The 40 year old victim, who was contracted by Febrey, was working dismantling a scaffold ladder access platform ready for the installation of the roof and staircase on the fourth floor when he fell 19m to the ground, narrowly missing a carpenter working directly below.
The man suffered multiple injuries, including a fractured skull. He was taken to Hospital but died of his injuries two days later.
Following a HSE investigation, it was found that Febrey Ltd had inadequate and ineffective health and safety management arrangements and that there was no communication, information and instruction provided to the workforce. Although there had been repeated warnings by its consultants, the management team on site was not adequately trained in health and safety. This led to persistent and systematic failures to control the risks at this site.
The investigation also found that Carillion, as principle contractor, was aware of the failing of safety management at Febrey but that they failed to gain any improvement.
Both firms pleaded guilty to breaching sections 2 (1) and 3 (1) of the Health and Safety at Work Act 1974. Carillion was fined a total of £130,000 plus £52,500 in costs. The judge said Febrey would have been fined £250,000 but had gone into liquidation so was fined a total of £85.
It was announced that the director (Michael Febrey) would be sentenced at a later date after admitting another health and safety breach. At the time, he was still in business as Febrey Structures Ltd after buying cranes and other assets from the liquidators for £92,000.
Section 37 – Prosecution of a Director
An HSE investigation found Febrey Ltd had inadequate and ineffective health and safety management arrangements and there was little or no communication, information and instruction provided to its workforce.
The management team on site was not adequately trained in health and safety, despite repeated warnings by its health and safety consultants. This led to persistent and systematic failures to control risks at the site.
Mr Febrey was aware of the failings within his company – his workforce had raised concerns about the site – yet he failed to take responsibility for the company’s failings which allowed this culture to continue.

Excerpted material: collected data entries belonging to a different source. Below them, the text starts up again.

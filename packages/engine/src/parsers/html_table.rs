//! HTML table parser for structured listing pages.
//!
//! Only suitable for sources with a stable, consistent table layout; the
//! CSS selector for the table comes from source options. The first row is
//! taken as the header and columns are matched by alias.

use scraper::{ElementRef, Html, Selector};
use std::collections::HashMap;

use super::{first_of, ParseOutcome, DESCRIPTION_KEYS, NAME_KEYS};
use crate::error::{EngineError, Result};
use crate::types::{RawListing, SourceConfig};

const DEFAULT_TABLE_SELECTOR: &str = "table";

const DATE_COLUMNS: &[&str] = &["start date", "date", "dates", "schedule"];
const LOCATION_COLUMNS: &[&str] = &["location", "venue", "where"];
const AGE_COLUMNS: &[&str] = &["age", "ages", "age range"];
const PRICE_COLUMNS: &[&str] = &["price", "cost", "fee"];

pub fn parse(bytes: &[u8], config: &SourceConfig) -> Result<ParseOutcome> {
    let text = String::from_utf8_lossy(bytes);
    let document = Html::parse_document(&text);

    let table_selector = config
        .options
        .table_selector
        .as_deref()
        .unwrap_or(DEFAULT_TABLE_SELECTOR);
    let selector = Selector::parse(table_selector).map_err(|e| EngineError::Parse {
        format: "html_table".to_string(),
        reason: format!("invalid table selector '{table_selector}': {e}"),
    })?;

    let Some(table) = document.select(&selector).next() else {
        return Err(EngineError::Parse {
            format: "html_table".to_string(),
            reason: format!("no table matched selector '{table_selector}'"),
        });
    };

    let row_selector = Selector::parse("tr").unwrap();
    let header_selector = Selector::parse("th, td").unwrap();
    let cell_selector = Selector::parse("td").unwrap();

    let mut rows = table.select(&row_selector);
    let Some(header_row) = rows.next() else {
        return Err(EngineError::Parse {
            format: "html_table".to_string(),
            reason: "table has no rows".to_string(),
        });
    };

    let headers: Vec<String> = header_row
        .select(&header_selector)
        .map(|cell| cell_text(cell).to_lowercase())
        .collect();

    let mut outcome = ParseOutcome::default();
    for row in rows {
        let cells: Vec<ElementRef> = row.select(&cell_selector).collect();
        if cells.len() != headers.len() {
            outcome.skip();
            continue;
        }

        let row_data: HashMap<&str, String> = headers
            .iter()
            .map(String::as_str)
            .zip(cells.iter().map(|cell| cell_text(*cell)))
            .collect();

        match parse_row(&row_data, &cells, config) {
            Some(listing) => outcome.push(listing),
            None => outcome.skip(),
        }
    }

    Ok(outcome)
}

fn parse_row(
    row_data: &HashMap<&str, String>,
    cells: &[ElementRef],
    config: &SourceConfig,
) -> Option<RawListing> {
    let get = |key: &str| row_data.get(key).map(String::as_str);
    let name = first_of(get, NAME_KEYS)?;

    let mut listing = RawListing::new(config.id);
    listing.name = Some(name);
    listing.description = first_of(get, DESCRIPTION_KEYS);
    listing.start_text = first_of(get, DATE_COLUMNS);
    listing.location = first_of(get, LOCATION_COLUMNS);
    listing.age_text = first_of(get, AGE_COLUMNS);
    listing.price_text = first_of(get, PRICE_COLUMNS);
    listing.url = row_link(cells).or_else(|| Some(config.url.clone()));

    Some(listing)
}

/// Registration link: the first anchor anywhere in the row.
fn row_link(cells: &[ElementRef]) -> Option<String> {
    let anchor_selector = Selector::parse("a[href]").unwrap();
    cells
        .iter()
        .flat_map(|cell| cell.select(&anchor_selector))
        .find_map(|a| a.value().attr("href"))
        .map(String::from)
}

fn cell_text(cell: ElementRef) -> String {
    cell.text().collect::<Vec<_>>().join(" ").trim().to_string()
}

#[cfg(test)]
mod tests {
    use super::*;
    use crate::types::{SourceFormat, SourceOptions};

    fn config(table_selector: Option<&str>) -> SourceConfig {
        SourceConfig::builder()
            .name("Community Ed")
            .url("https://commed.example.org/fall")
            .format(SourceFormat::HtmlTable)
            .provider("Community Education")
            .options(SourceOptions {
                table_selector: table_selector.map(String::from),
                ..Default::default()
            })
            .build()
    }

    const PAGE: &str = r#"<html><body>
<table class="programs">
  <tr><th>Program</th><th>Date</th><th>Ages</th><th>Price</th><th>Location</th></tr>
  <tr>
    <td><a href="https://commed.example.org/chess">Chess Club</a></td>
    <td>2025-09-10</td>
    <td>ages 6-10</td>
    <td>$45</td>
    <td>Lincoln Elementary</td>
  </tr>
  <tr><td>Broken row</td><td>only two cells</td></tr>
</table>
</body></html>"#;

    #[test]
    fn test_parses_table_rows() {
        let outcome = parse(PAGE.as_bytes(), &config(Some("table.programs"))).unwrap();
        assert_eq!(outcome.records.len(), 1);
        assert_eq!(outcome.skipped, 1);

        let record = &outcome.records[0];
        assert_eq!(record.name.as_deref(), Some("Chess Club"));
        assert_eq!(record.start_text.as_deref(), Some("2025-09-10"));
        assert_eq!(record.age_text.as_deref(), Some("ages 6-10"));
        assert_eq!(record.price_text.as_deref(), Some("$45"));
        assert_eq!(record.location.as_deref(), Some("Lincoln Elementary"));
        assert_eq!(record.url.as_deref(), Some("https://commed.example.org/chess"));
    }

    #[test]
    fn test_default_selector_finds_first_table() {
        let outcome = parse(PAGE.as_bytes(), &config(None)).unwrap();
        assert_eq!(outcome.records.len(), 1);
    }

    #[test]
    fn test_missing_table_is_an_error() {
        let result = parse(b"<html><body><p>No table here</p></body></html>", &config(None));
        assert!(result.is_err());
    }

    #[test]
    fn test_row_without_name_is_skipped() {
        let page = r#"<table>
  <tr><th>Date</th><th>Price</th></tr>
  <tr><td>2025-09-10</td><td>$45</td></tr>
</table>"#;

        let outcome = parse(page.as_bytes(), &config(None)).unwrap();
        assert!(outcome.records.is_empty());
        assert_eq!(outcome.skipped, 1);
    }
}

Carillion Construction Ltd failed to ensure the safety of its employees and those under its control. The company, as principal contractor at the site, was made aware of and had detected many failings in the safety management of Febrey Ltd. However, it failed to gain improvement from the company.

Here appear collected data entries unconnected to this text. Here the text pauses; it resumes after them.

//! Geographic primitives: points, distances, and the coarse spatial cells
//! used by venue indexing and the dedup fingerprint.

use serde::{Deserialize, Serialize};

/// Geohash precision for venue cells. Six characters is a ~1.2 km x 0.6 km
/// box, coarse enough that two listings at the same site land in one cell.
pub const GEO_CELL_PRECISION: usize = 6;

const EARTH_RADIUS_KM: f64 = 6371.0;

const BASE32: &[u8] = b"0123456789bcdefghjkmnpqrstuvwxyz";

/// A WGS84 coordinate pair.
#[derive(Debug, Clone, Copy, PartialEq, Serialize, Deserialize)]
pub struct GeoPoint {
    pub lat: f64,
    pub lon: f64,
}

impl GeoPoint {
    pub fn new(lat: f64, lon: f64) -> Self {
        Self { lat, lon }
    }

    /// Great-circle distance to another point in kilometers.
    pub fn distance_km(&self, other: &GeoPoint) -> f64 {
        let d_lat = (other.lat - self.lat).to_radians();
        let d_lon = (other.lon - self.lon).to_radians();
        let lat1 = self.lat.to_radians();
        let lat2 = other.lat.to_radians();

        let h = (d_lat / 2.0).sin().powi(2) + lat1.cos() * lat2.cos() * (d_lon / 2.0).sin().powi(2);
        2.0 * EARTH_RADIUS_KM * h.sqrt().asin()
    }

    /// The ~1 km spatial cell containing this point.
    pub fn cell(&self) -> String {
        encode_geohash(self.lat, self.lon, GEO_CELL_PRECISION)
    }
}

/// Standard geohash encoding (base32, longitude bit first).
pub fn encode_geohash(lat: f64, lon: f64, precision: usize) -> String {
    let mut lat_range = (-90.0_f64, 90.0_f64);
    let mut lon_range = (-180.0_f64, 180.0_f64);
    let mut hash = String::with_capacity(precision);
    let mut bits = 0u8;
    let mut ch: usize = 0;
    let mut even_bit = true;

    while hash.len() < precision {
        if even_bit {
            let mid = (lon_range.0 + lon_range.1) / 2.0;
            if lon >= mid {
                ch = (ch << 1) | 1;
                lon_range.0 = mid;
            } else {
                ch <<= 1;
                lon_range.1 = mid;
            }
        } else {
            let mid = (lat_range.0 + lat_range.1) / 2.0;
            if lat >= mid {
                ch = (ch << 1) | 1;
                lat_range.0 = mid;
            } else {
                ch <<= 1;
                lat_range.1 = mid;
            }
        }
        even_bit = !even_bit;
        bits += 1;

        if bits == 5 {
            hash.push(BASE32[ch] as char);
            bits = 0;
            ch = 0;
        }
    }

    hash
}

Michael Febrey of 3a Rockleaze Road, Bristol pleaded guilty to breaching two counts of Section 37(1) of the Health and Safety at Work, etc. Act 1974. He was fined £20,000 and ordered to pay £5,000 in costs.
Speaking after the hearing, HSE Inspector Anne Marie Orrells said:
“Febrey Ltd did not manage health and safety. I can only echo the sentencing remarks made by Judge Thomas, that: ‘…there was a lack of proper and adequate expertise, training and direct responsibility for matters of health and safety. The personnel, the time, the resources and the will were all lacking to address the reoccurring problems of people working unsafely at height as necessary. Disregard for basic safety measures were left unchallenged. No one took ownership of the issue. In such an atmosphere, not only the inexperienced and the vulnerable, but the experienced like Mr Samuel, can become sloppy and complacent. It was against that background and in that culture that the accident happened.
“This culture was allowed to continue without proper managerial intervention and for that reason Mr Febrey, as the managing director, must bear a portion of direct responsibility. There was a void in the company’s organisation, which Mr Febrey must have recognised, but did not rectify”
Prosecution of individuals
The following is taken from The Health and Safety Executive’s Policy Statement on Enforcement
… enforcing authorities should identify and prosecute or recommend prosecution of individuals if they consider that a prosecution is warranted. In particular, they should consider the management chain and the role played by individual directors and managers, and should take action against them where the inspection or investigation reveals that the offence was committed with their consent or connivance or to have been attributable to neglect on their part and where it would be appropriate to do so in accordance with this policy. Where appropriate, enforcing authorities should seek disqualification of directors under the Company Directors Disqualification Act 1986.